Linchamento virtual de jornalistas mulheres é cada vez mais comum

A pesquisa Ataques e assédio: o impacto sobre as jornalistas e suas matérias, da International Women's Media Foundation e da TrollBusters, apontou que 63% das 597 jornalistas nos Estados Unidos e em outros países já foram ameaçadas ou assediadas online, 58% foram ameaçadas pessoalmente e 26% foram atacadas fisicamente

Linchamento virtual de jornalistas mulheres é cada vez mais comum
Linchamento virtual de jornalistas mulheres é cada vez mais comum

247 - A pesquisa "Attacks and Harassment: The Impact on Female Journalists and Their Reporting" (Ataques e assédio: o impacto sobre as jornalistas e suas matérias), da International Women's Media Foundation e da TrollBusters, apontou que 63% das 597 jornalistas nos Estados Unidos e em outros países já foram ameaçadas ou assediadas online, 58% foram ameaçadas pessoalmente e 26% foram atacadas fisicamente.

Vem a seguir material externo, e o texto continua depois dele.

use std::{
    collections::HashMap,
    future::Future,
    panic::AssertUnwindSafe,
    sync::{
        atomic::{AtomicU64, Ordering},
        Arc, Mutex, MutexGuard,
    },
    time::Duration,
};

use chrono::{DateTime, Utc};
use futures::future::{BoxFuture, FutureExt, Shared};
use serde::{de::DeserializeOwned, Serialize};
use serde_json::Value;
use tokio::{sync::mpsc, task::JoinHandle, time::Instant};

use crate::{
    error::{ClientError, ClientResult},
    query::{QueryFilter, QueryKey, QueryState, QueryStatus},
};

/// Result of one fetch, shared by every caller waiting on the same key
type SharedFetch = Shared<BoxFuture<'static, ClientResult<Value>>>;

/// Cache timing settings
#[derive(Debug, Clone, PartialEq)]
pub struct QueryConfig {
    /// How long a successful result counts as fresh
    pub stale_time: Duration,
    /// How long an unobserved entry is kept before garbage collection
    pub gc_time: Duration,
}

impl Default for QueryConfig {
    fn default() -> Self {
        Self {
            stale_time: Duration::from_secs(300),
            gc_time: Duration::from_secs(300),
        }
    }
}

struct CacheEntry {
    /// Distinguishes this entry from a removed predecessor under the same key
    generation: u64,
    /// Bumped by every invalidation
    revision: u64,
    data: Option<Value>,
    data_updated_at: Option<Instant>,
    fetched_at: Option<DateTime<Utc>>,
    error: Option<ClientError>,
    in_flight: Option<SharedFetch>,
    invalidated: bool,
    observers: usize,
    last_observed: Instant,
}

impl CacheEntry {
    fn new(generation: u64, now: Instant) -> Self {
        Self {
            generation,
            revision: 0,
            data: None,
            data_updated_at: None,
            fetched_at: None,
            error: None,
            in_flight: None,
            invalidated: false,
            observers: 0,
            last_observed: now,
        }
    }

    fn is_stale(&self, now: Instant, stale_time: Duration) -> bool {
        if self.invalidated {
            return true;
        }
        match self.data_updated_at {
            Some(updated_at) => now.duration_since(updated_at) >= stale_time,
            None => true,
        }
    }

    fn needs_fetch(&self, now: Instant, stale_time: Duration) -> bool {
        if self.in_flight.is_some() {
            return false;
        }
        if self.invalidated {
            return true;
        }
        // A failed query waits for an explicit re-trigger
        if self.error.is_some() {
            return false;
        }
        self.data.is_none() || self.is_stale(now, stale_time)
    }

    fn snapshot<T: DeserializeOwned>(
        &self,
        key: &QueryKey,
        now: Instant,
        stale_time: Duration,
    ) -> QueryState<T> {
        let data = self
            .data
            .as_ref()
            .and_then(|value| match serde_json::from_value(value.clone()) {
                Ok(data) => Some(data),
                Err(e) => {
                    tracing::warn!(key = %key, error = %e, "Cached value has unexpected shape");
                    None
                }
            });

        let is_fetching = self.in_flight.is_some();
        let status = match (&data, &self.error) {
            (None, _) if is_fetching => QueryStatus::Loading,
            (None, Some(_)) => QueryStatus::Error,
            (None, None) => QueryStatus::Idle,
            (Some(_), Some(_)) => QueryStatus::Error,
            (Some(_), None) => QueryStatus::Success,
        };

        QueryState {
            status,
            data,
            error: self.error.clone(),
            is_fetching,
            is_stale: self.is_stale(now, stale_time),
            fetched_at: self.fetched_at,
        }
    }
}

Entre as jornalistas que trabalham nos EUA e sofreram ataques online, 78% dizem que foram alvos por serem mulheres. O percentual foi de 68% entre as jornalistas trabalhando em outros países.

De acordo com o relatório, "o ambiente online foi transformado em arma e usa a velocidade e suas redes para montar ataques sofisticados que amplificam misoginia, sexismo, racismo, homofobia e outros discursos de ódio".O teor do estudo foi divulgado pela jornalista Patrícia Campos Mello, no jornal Folha de S.Paulo.

"Contas falsas e impostores no Twitter semeiam desinformação. Tanto online como offline, o mundo se tornou um lugar muito mais perigoso para os jornalistas nos últimos 5 anos".

No caso das mulheres, os ataques ganham contornos nitidamente misóginos, diz o estudo.